Viveiro cierra un Resurrection Fest para el recuerdo marcado por el éxito y una despedida diferente
Iron Maiden, Limp Bizkit, Marilyn Manson, Sabaton o A Day To Remember protagonizaron un cartel espectacular en Viveiro, donde el cierre del festival dejó algunas preguntas sin responder.

El Resurrection Fest Estrella Galicia 2026 ya forma parte de la historia. Cuatro intensas jornadas de música, miles de asistentes llegados desde toda Europa y un cartel de auténtico lujo han convertido la decimonovena edición del festival de Viveiro en una de las más exitosas y recordadas de los últimos años.
La cita gallega volvió a demostrar por qué sigue siendo uno de los grandes referentes europeos del rock y el metal, reuniendo durante cuatro días a algunas de las bandas más importantes del panorama internacional en un recinto que volvió a respirar un ambiente excepcional desde su apertura hasta el último acorde de Marilyn Manson, encargado de cerrar la edición durante la madrugada del domingo.
Un cartel difícil de igualar
La edición de 2026 será recordada por la enorme calidad de un cartel que consiguió reunir generaciones y estilos muy diferentes dentro del universo del rock y el metal.
El miércoles arrancó con la fuerza de A Day To Remember, Sabaton y Testament, dejando claro desde el primer momento que el nivel iba a ser altísimo.

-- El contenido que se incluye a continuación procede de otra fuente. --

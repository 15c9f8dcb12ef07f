//! Per-transfer snapshot directory lifecycle.
//!
//! Chunks are written into a receiving temp directory named after the
//! snapshot index and the source replica. Promotion to the final
//! directory is atomic: a checksummed metadata flag file is written and
//! synced inside the temp directory first, then the whole directory is
//! renamed and the parent directory synced. A replica's snapshot root
//! can carry a deletion marker; transfers targeting it are dropped.

use crate::wire::Snapshot;
use log::warn;
use serde::{Deserialize, Serialize};
use std::fs::{self, File};
use std::io::{self, Write};
use std::path::{Path, PathBuf};
use thiserror::Error;

const SNAPSHOT_DIR_PREFIX: &str = "snapshot-";
const RECEIVING_DIR_SUFFIX: &str = ".receiving";
const SNAPSHOT_METADATA_FILE: &str = "snapshot.metadata";
const DELETED_MARKER_FILE: &str = "DELETED";

#[derive(Debug, Error)]
pub enum SnapshotEnvError {
    /// A finalized snapshot with an equal or higher index already exists.
    #[error("snapshot is out of date")]
    OutOfDate,
    #[error("metadata checksum mismatch in {path}")]
    MetadataChecksum { path: PathBuf },
    #[error("I/O error: {0}")]
    Io(#[from] io::Error),
    #[error("serialization error: {0}")]
    Serialization(#[from] serde_json::Error),
}

#[derive(Debug, Serialize, Deserialize)]
struct MetadataRecord {
    checksum: u32,
    snapshot: Snapshot,
}

/// Storage environment for one transfer, rooted at the target replica's
/// snapshot directory.
#[derive(Debug, Clone)]
pub struct SnapshotEnv {
    root_dir: PathBuf,
    index: u64,
    from: u64,
}

impl SnapshotEnv {
    pub fn new(root_dir: impl Into<PathBuf>, index: u64, from: u64) -> Self {
        Self {
            root_dir: root_dir.into(),
            index,
            from,
        }
    }

    pub fn root_dir(&self) -> &Path {
        &self.root_dir
    }

    pub fn temp_dir(&self) -> PathBuf {
        let name = format!(
            "{}{:016X}-{}{}",
            SNAPSHOT_DIR_PREFIX, self.index, self.from, RECEIVING_DIR_SUFFIX
        );
        self.root_dir.join(name)
    }

    pub fn final_dir(&self) -> PathBuf {
        self.root_dir.join(final_dir_name(self.index))
    }

    /// Creates a fresh temp directory, discarding any leftover from a
    /// superseded attempt by the same source.
    pub fn create_temp_dir(&self) -> io::Result<()> {
        fs::create_dir_all(&self.root_dir)?;
        let temp = self.temp_dir();
        match fs::remove_dir_all(&temp) {
            Ok(()) => {}
            Err(err) if err.kind() == io::ErrorKind::NotFound => {}
            Err(err) => return Err(err),
        }
        fs::create_dir(&temp)
    }

    /// Best-effort removal of the temp directory. Failures are logged and
    /// swallowed; the GC sweep retries removal for sessions it expires.
    pub fn remove_temp_dir(&self) {
        let temp = self.temp_dir();
        match fs::remove_dir_all(&temp) {
            Ok(()) => {}
            Err(err) if err.kind() == io::ErrorKind::NotFound => {}
            Err(err) => warn!(
                "event=snapshot_temp_dir_removal_failed dir={} error={}",
                temp.display(),
                err
            ),
        }
    }

    /// True when the replica's snapshot root carries the deletion marker,
    /// meaning the target (group, member) has been removed.
    pub fn is_marked_deleted(&self) -> io::Result<bool> {
        match fs::metadata(self.root_dir.join(DELETED_MARKER_FILE)) {
            Ok(_) => Ok(true),
            Err(err) if err.kind() == io::ErrorKind::NotFound => Ok(false),
            Err(err) => Err(err),
        }
    }

    /// Places the deletion marker in the snapshot root.
    pub fn mark_deleted(&self) -> io::Result<()> {
        fs::create_dir_all(&self.root_dir)?;
        let file = File::create(self.root_dir.join(DELETED_MARKER_FILE))?;
        file.sync_all()
    }

    /// Atomically promotes the temp directory to the final directory.
    /// Returns [`SnapshotEnvError::OutOfDate`] when a finalized snapshot
    /// with an equal or higher index already exists under the root.
    pub fn finalize(&self, snapshot: &Snapshot) -> Result<(), SnapshotEnvError> {
        if self.superseded()? {
            return Err(SnapshotEnvError::OutOfDate);
        }
        self.write_metadata(snapshot)?;
        fs::rename(self.temp_dir(), self.final_dir())?;
        sync_dir(&self.root_dir)?;
        Ok(())
    }

    /// Reads back the metadata flag file of a finalized snapshot
    /// directory, verifying its checksum.
    pub fn read_metadata(dir: &Path) -> Result<Snapshot, SnapshotEnvError> {
        let path = dir.join(SNAPSHOT_METADATA_FILE);
        let record: MetadataRecord = serde_json::from_slice(&fs::read(&path)?)?;
        if metadata_checksum(&record.snapshot)? != record.checksum {
            return Err(SnapshotEnvError::MetadataChecksum { path });
        }
        Ok(record.snapshot)
    }

    fn superseded(&self) -> Result<bool, SnapshotEnvError> {
        let entries = match fs::read_dir(&self.root_dir) {
            Ok(entries) => entries,
            Err(err) if err.kind() == io::ErrorKind::NotFound => return Ok(false),
            Err(err) => return Err(err.into()),
        };
        for entry in entries {
            let entry = entry?;
            if let Some(index) = parse_final_dir_name(&entry.file_name().to_string_lossy()) {
                if index >= self.index {
                    return Ok(true);
                }
            }
        }
        Ok(false)
    }

    fn write_metadata(&self, snapshot: &Snapshot) -> Result<(), SnapshotEnvError> {
        let record = MetadataRecord {
            checksum: metadata_checksum(snapshot)?,
            snapshot: snapshot.clone(),
        };
        let path = self.temp_dir().join(SNAPSHOT_METADATA_FILE);
        let mut file = File::create(&path)?;
        file.write_all(&serde_json::to_vec_pretty(&record)?)?;
        file.sync_all()?;
        Ok(())
    }
}

fn final_dir_name(index: u64) -> String {
    format!("{}{:016X}", SNAPSHOT_DIR_PREFIX, index)
}

fn parse_final_dir_name(name: &str) -> Option<u64> {
    let digits = name.strip_prefix(SNAPSHOT_DIR_PREFIX)?;
    if digits.len() != 16 {
        return None;
    }
    u64::from_str_radix(digits, 16).ok()
}

fn metadata_checksum(snapshot: &Snapshot) -> Result<u32, serde_json::Error> {
    let mut hasher = crc32fast::Hasher::new();
    hasher.update(&serde_json::to_vec(snapshot)?);
    Ok(hasher.finalize())
}

fn sync_dir(dir: &Path) -> io::Result<()> {
    File::open(dir)?.sync_all()
}
//! Wire-level data model for snapshot transfers.
//!
//! The field set and semantics of [`SnapshotChunk`] are compatibility
//! critical: chunk id 0 opens a transfer, file chunk id 0 opens a file,
//! and the terminal flags mark the last chunk of the current file and of
//! the whole transfer. Senders and receivers must agree on all of them.

use serde::{Deserialize, Serialize};
use std::collections::{BTreeMap, BTreeSet};
use std::path::PathBuf;

/// Binary protocol version spoken by this build. Chunks carrying any
/// other version are dropped before touching session state.
pub const RPC_BIN_VERSION: u32 = 1;

/// Cluster membership recorded at the snapshotted index.
#[derive(Debug, Clone, Default, PartialEq, Eq, Serialize, Deserialize)]
pub struct Membership {
    pub config_change_id: u64,
    /// Voting members, replica id to address.
    pub addresses: BTreeMap<u64, String>,
    pub observers: BTreeMap<u64, String>,
    pub witnesses: BTreeMap<u64, String>,
    pub removed: BTreeSet<u64>,
}

/// Descriptor of an auxiliary file bundled with the snapshot stream.
#[derive(Debug, Clone, PartialEq, Eq, Serialize, Deserialize)]
pub struct SnapshotFileInfo {
    pub file_id: u64,
    /// Path of the file on the sending side; only its base name matters
    /// to the receiver.
    pub filepath: PathBuf,
    pub file_size: u64,
    /// Opaque application metadata attached by the sender.
    pub metadata: Vec<u8>,
}

impl SnapshotFileInfo {
    /// On-disk name the file is stored under once the snapshot is
    /// promoted to its final directory.
    pub fn filename(&self) -> String {
        format!("external-file-{}", self.file_id)
    }
}

/// One unit of a snapshot transfer as received from the transport.
#[derive(Debug, Clone, PartialEq, Serialize, Deserialize)]
pub struct SnapshotChunk {
    pub deployment_id: u64,
    pub bin_ver: u32,
    pub group_id: u64,
    pub member_id: u64,
    /// Replica the transfer originates from.
    pub from: u64,
    pub index: u64,
    pub term: u64,
    pub on_disk_index: u64,
    pub membership: Membership,
    /// Path of the file this chunk belongs to on the sending side.
    pub filepath: PathBuf,
    pub file_size: u64,
    /// Sequence id within the whole transfer, 0 for the first chunk.
    pub chunk_id: u64,
    /// Sequence id within the current file, 0 for its first byte.
    pub file_chunk_id: u64,
    /// Terminal flag for the whole transfer.
    pub last_chunk: bool,
    /// Terminal flag for the current file.
    pub last_file_chunk: bool,
    pub data: Vec<u8>,
    /// Present on every chunk that belongs to an auxiliary file; the
    /// descriptor is recorded when `file_chunk_id` is 0.
    pub file_info: Option<SnapshotFileInfo>,
    /// Witness replicas participate in the protocol but hold no data.
    pub witness: bool,
}

impl SnapshotChunk {
    pub fn is_last_chunk(&self) -> bool {
        self.last_chunk
    }

    pub fn is_last_file_chunk(&self) -> bool {
        self.last_file_chunk
    }

    pub fn has_file_info(&self) -> bool {
        self.file_info.is_some()
    }
}

/// Key identifying the transfer a chunk belongs to. At most one active
/// reassembly session exists per key.
pub fn chunk_key(chunk: &SnapshotChunk) -> String {
    format!("{}:{}:{}", chunk.group_id, chunk.member_id, chunk.index)
}

/// Completed snapshot as handed to the consensus engine, with all paths
/// resolved under the final snapshot directory.
#[derive(Debug, Clone, PartialEq, Serialize, Deserialize)]
pub struct Snapshot {
    pub index: u64,
    pub term: u64,
    pub on_disk_index: u64,
    pub membership: Membership,
    pub filepath: PathBuf,
    pub file_size: u64,
    pub witness: bool,
    pub files: Vec<SnapshotFileInfo>,
}

/// Install-snapshot notification for one replica.
#[derive(Debug, Clone, PartialEq, Serialize, Deserialize)]
pub struct SnapshotMessage {
    pub group_id: u64,
    pub from: u64,
    pub to: u64,
    pub snapshot: Snapshot,
}

/// Delivery envelope handed to the received-snapshot callback. Mirrors
/// the transport's message batch so the consensus engine consumes
/// reassembled snapshots through the same path as live traffic.
#[derive(Debug, Clone, PartialEq, Serialize, Deserialize)]
pub struct MessageBatch {
    pub bin_ver: u32,
    pub deployment_id: u64,
    pub messages: Vec<SnapshotMessage>,
}
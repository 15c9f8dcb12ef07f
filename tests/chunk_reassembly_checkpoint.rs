use parking_lot::Mutex;
use snapstream::{
    ChunkReassembler, DeploymentIdSource, Membership, MessageBatch, ReassemblyConfig,
    SnapshotChunk, SnapshotDirResolver, SnapshotEnv, SnapshotFileInfo, SnapshotHeader,
    TransferEvents, RPC_BIN_VERSION,
};
use std::error::Error;
use std::fs;
use std::path::PathBuf;
use std::sync::Arc;
use tempfile::TempDir;

const DEPLOYMENT_ID: u64 = 42;
const GROUP: u64 = 3;
const MEMBER: u64 = 5;
const SOURCE: u64 = 8;
const INDEX: u64 = 1_000;

#[derive(Default)]
struct RecordedEvents {
    batches: Mutex<Vec<MessageBatch>>,
    confirms: Mutex<Vec<(u64, u64, u64)>>,
}

impl TransferEvents for RecordedEvents {
    fn snapshot_received(&self, batch: MessageBatch) {
        self.batches.lock().push(batch);
    }

    fn transfer_confirmed(&self, group_id: u64, member_id: u64, from: u64) {
        self.confirms.lock().push((group_id, member_id, from));
    }
}

struct FixedDeployment(u64);

impl DeploymentIdSource for FixedDeployment {
    fn deployment_id(&self) -> u64 {
        self.0
    }
}

struct RootResolver(PathBuf);

impl SnapshotDirResolver for RootResolver {
    fn snapshot_dir(&self, group_id: u64, member_id: u64) -> PathBuf {
        self.0.join(format!("g{group_id}-n{member_id}"))
    }
}

fn membership() -> Membership {
    let mut membership = Membership {
        config_change_id: 9,
        ..Membership::default()
    };
    membership.addresses.insert(5, "replica-5:9100".to_string());
    membership.addresses.insert(8, "replica-8:9100".to_string());
    membership.removed.insert(2);
    membership
}

fn base_chunk() -> SnapshotChunk {
    SnapshotChunk {
        deployment_id: DEPLOYMENT_ID,
        bin_ver: RPC_BIN_VERSION,
        group_id: GROUP,
        member_id: MEMBER,
        from: SOURCE,
        index: INDEX,
        term: 7,
        on_disk_index: 950,
        membership: membership(),
        filepath: PathBuf::from("snapshot.dat"),
        file_size: 0,
        chunk_id: 0,
        file_chunk_id: 0,
        last_chunk: false,
        last_file_chunk: false,
        data: Vec::new(),
        file_info: None,
        witness: false,
    }
}

fn main_chunk(chunk_id: u64, data: &[u8]) -> SnapshotChunk {
    SnapshotChunk {
        chunk_id,
        file_chunk_id: chunk_id,
        data: data.to_vec(),
        ..base_chunk()
    }
}

#[test]
fn validated_transfer_with_auxiliary_file_is_promoted_and_delivered() -> Result<(), Box<dyn Error>>
{
    let tmp = TempDir::new()?;
    let events = Arc::new(RecordedEvents::default());
    let reassembler = ChunkReassembler::new(
        events.clone(),
        Arc::new(FixedDeployment(DEPLOYMENT_ID)),
        Arc::new(RootResolver(tmp.path().to_path_buf())),
    );

    // Main stream: sealed payload split across two chunks.
    let payload = b"replicated state machine snapshot".repeat(64);
    let framed = SnapshotHeader::seal(&payload);
    let split = framed.len() / 3;
    let mut first = main_chunk(0, &framed[..split]);
    first.file_size = framed.len() as u64;
    assert!(reassembler.submit(first));
    let mut second = main_chunk(1, &framed[split..]);
    second.last_file_chunk = true;
    assert!(reassembler.submit(second));

    // Auxiliary file in two chunks; the descriptor rides on the chunk
    // that opens the file.
    let aux_info = SnapshotFileInfo {
        file_id: 7,
        filepath: PathBuf::from("/remote/state/config.bin"),
        file_size: 12,
        metadata: b"opaque".to_vec(),
    };
    let mut aux_first = base_chunk();
    aux_first.chunk_id = 2;
    aux_first.file_chunk_id = 0;
    aux_first.filepath = aux_info.filepath.clone();
    aux_first.file_info = Some(aux_info.clone());
    aux_first.data = b"aux-head".to_vec();
    assert!(reassembler.submit(aux_first));

    let mut aux_last = base_chunk();
    aux_last.chunk_id = 3;
    aux_last.file_chunk_id = 1;
    aux_last.filepath = aux_info.filepath.clone();
    aux_last.file_info = Some(aux_info.clone());
    aux_last.data = b"-tail".to_vec();
    aux_last.last_chunk = true;
    aux_last.last_file_chunk = true;
    assert!(reassembler.submit(aux_last));

    // Exactly one delivery and one confirm, session gone.
    let batches = events.batches.lock().clone();
    assert_eq!(batches.len(), 1);
    assert_eq!(events.confirms.lock().clone(), vec![(GROUP, MEMBER, SOURCE)]);
    assert_eq!(reassembler.session_count(), 0);

    let batch = &batches[0];
    assert_eq!(batch.bin_ver, RPC_BIN_VERSION);
    assert_eq!(batch.deployment_id, DEPLOYMENT_ID);
    let message = &batch.messages[0];
    assert_eq!(message.group_id, GROUP);
    assert_eq!(message.to, MEMBER);
    assert_eq!(message.from, SOURCE);

    // Snapshot metadata rides from the first chunk into the delivery.
    let snapshot = &message.snapshot;
    assert_eq!(snapshot.index, INDEX);
    assert_eq!(snapshot.term, 7);
    assert_eq!(snapshot.on_disk_index, 950);
    assert_eq!(snapshot.membership, membership());
    assert!(!snapshot.witness);
    assert_eq!(snapshot.file_size, framed.len() as u64);

    // All bytes are in the promoted final directory, at resolved paths.
    let final_dir = snapshot.filepath.parent().unwrap();
    assert_eq!(fs::read(&snapshot.filepath)?, framed);
    assert_eq!(snapshot.files.len(), 1);
    let delivered_aux = &snapshot.files[0];
    assert_eq!(delivered_aux.filepath, final_dir.join("external-file-7"));
    assert_eq!(delivered_aux.metadata, b"opaque");
    assert_eq!(fs::read(&delivered_aux.filepath)?, b"aux-head-tail");

    // Finalize left a checksummed, readable metadata record behind.
    let restored = SnapshotEnv::read_metadata(final_dir)?;
    assert_eq!(&restored, snapshot);

    // A retry of the same transfer is now superseded by the final dir.
    let mut retry = main_chunk(0, &framed[..split]);
    retry.file_size = framed.len() as u64;
    assert!(reassembler.submit(retry));
    let mut retry_last = main_chunk(1, &framed[split..]);
    retry_last.last_chunk = true;
    retry_last.last_file_chunk = true;
    assert!(!reassembler.submit(retry_last));
    assert_eq!(events.batches.lock().len(), 1);
    assert_eq!(reassembler.session_count(), 0);

    Ok(())
}

#[test]
fn witness_transfer_round_trips_the_witness_flag() -> Result<(), Box<dyn Error>> {
    let tmp = TempDir::new()?;
    let events = Arc::new(RecordedEvents::default());
    let reassembler = ChunkReassembler::with_config(
        events.clone(),
        Arc::new(FixedDeployment(DEPLOYMENT_ID)),
        Arc::new(RootResolver(tmp.path().to_path_buf())),
        ReassemblyConfig::new().with_validation(false),
    );

    let mut witness = main_chunk(0, b"witness-stub");
    witness.witness = true;
    witness.last_chunk = true;
    witness.last_file_chunk = true;
    assert!(reassembler.submit(witness));

    let batches = events.batches.lock().clone();
    assert_eq!(batches.len(), 1);
    assert!(batches[0].messages[0].snapshot.witness);
    Ok(())
}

La segunda jornada estuvo marcada por uno de los momentos más esperados del festival: el regreso de Iron Maiden a Viveiro. La legendaria banda británica ofreció un concierto que volvió a confirmar su extraordinario estado de forma y dejó imágenes que ya forman parte de la historia del Resurrection Fest.
El viernes fue el turno de Limp Bizkit, que convirtió el Main Stage en una auténtica fiesta del nu metal con uno de los conciertos más celebrados por el público de esta edición.
Finalmente, el sábado fue Marilyn Manson quien puso el broche musical a cuatro días de auténtica intensidad, acompañado por actuaciones de enorme nivel como las de Mastodon, P.O.D., Imminence, Converge o Blood Incantation, entre muchos otros.
Viveiro vuelve a convertirse en la capital europea del metal
Durante toda la semana, Viveiro volvió a transformarse por completo gracias a la llegada de miles de aficionados procedentes de numerosos países, llenando hoteles, apartamentos, campings, restaurantes y comercios de toda A Mariña.
Como ya es habitual, el Resurrection Fest volvió a demostrar el enorme impacto económico y turístico que genera para la comarca, consolidándose como uno de los acontecimientos culturales más importantes del verano gallego.
El excelente ambiente vivido durante los cuatro días, la buena organización, el funcionamiento de los distintos escenarios y la respuesta del público contribuyeron a que muchos asistentes calificasen esta edición como una de las mejores de los últimos años.
Un final diferente que dejó cierta sorpresa entre el público
Sin embargo, el cierre del festival tuvo dos ausencias que no pasaron desapercibidas para los miles de asistentes que permanecieron hasta el final.
Por primera vez en muchos años, el Resurrection Fest concluyó sin los tradicionales fuegos artificiales que suelen poner el colofón a cada edición. Una decisión motivada por las restricciones vigentes debido a las altas temperaturas y al elevado riesgo de incendios forestales, una medida preventiva que ya había sido adoptada en otros eventos celebrados durante estas semanas en Galicia.
Pero fue otra ausencia la que generó todavía más comentarios entre los asistentes.
Tras finalizar el último concierto, las pantallas del escenario principal no proyectaron el habitual vídeo de despedida en el que cada año se anuncian las fechas de la siguiente edición del festival, un momento ya convertido en tradición para los miles de seguidores del Resurrection Fest.
La falta de ese esperado anuncio provocó numerosas conversaciones entre el público y en las redes sociales, donde muchos aficionados comenzaron a preguntarse cuándo se celebrará la edición de 2027 o cuándo se darán a conocer las primeras novedades.
Por el momento, la organización no ha realizado ningún comunicado oficial al respecto, por lo que todo apunta a que será en las próximas semanas cuando se anuncien tanto las fechas como el inicio de una nueva edición.
Un festival que sigue marcando el camino
Más allá de esa incertidumbre final, el balance del Resurrection Fest 2026 vuelve a ser extraordinariamente positivo.
La combinación de grandes leyendas del metal, nuevas generaciones de artistas, una organización consolidada y una comunidad de aficionados fiel como pocas ha permitido que Viveiro vuelva a convertirse durante cuatro días en uno de los epicentros mundiales de la música en directo.
El festival despide así una edición que difícilmente será olvidada por quienes la han vivido, mientras miles de seguidores ya esperan noticias sobre un 2027 que, aunque todavía no tiene fecha oficial, volverá a situar a Galicia en el mapa internacional del rock y el metal.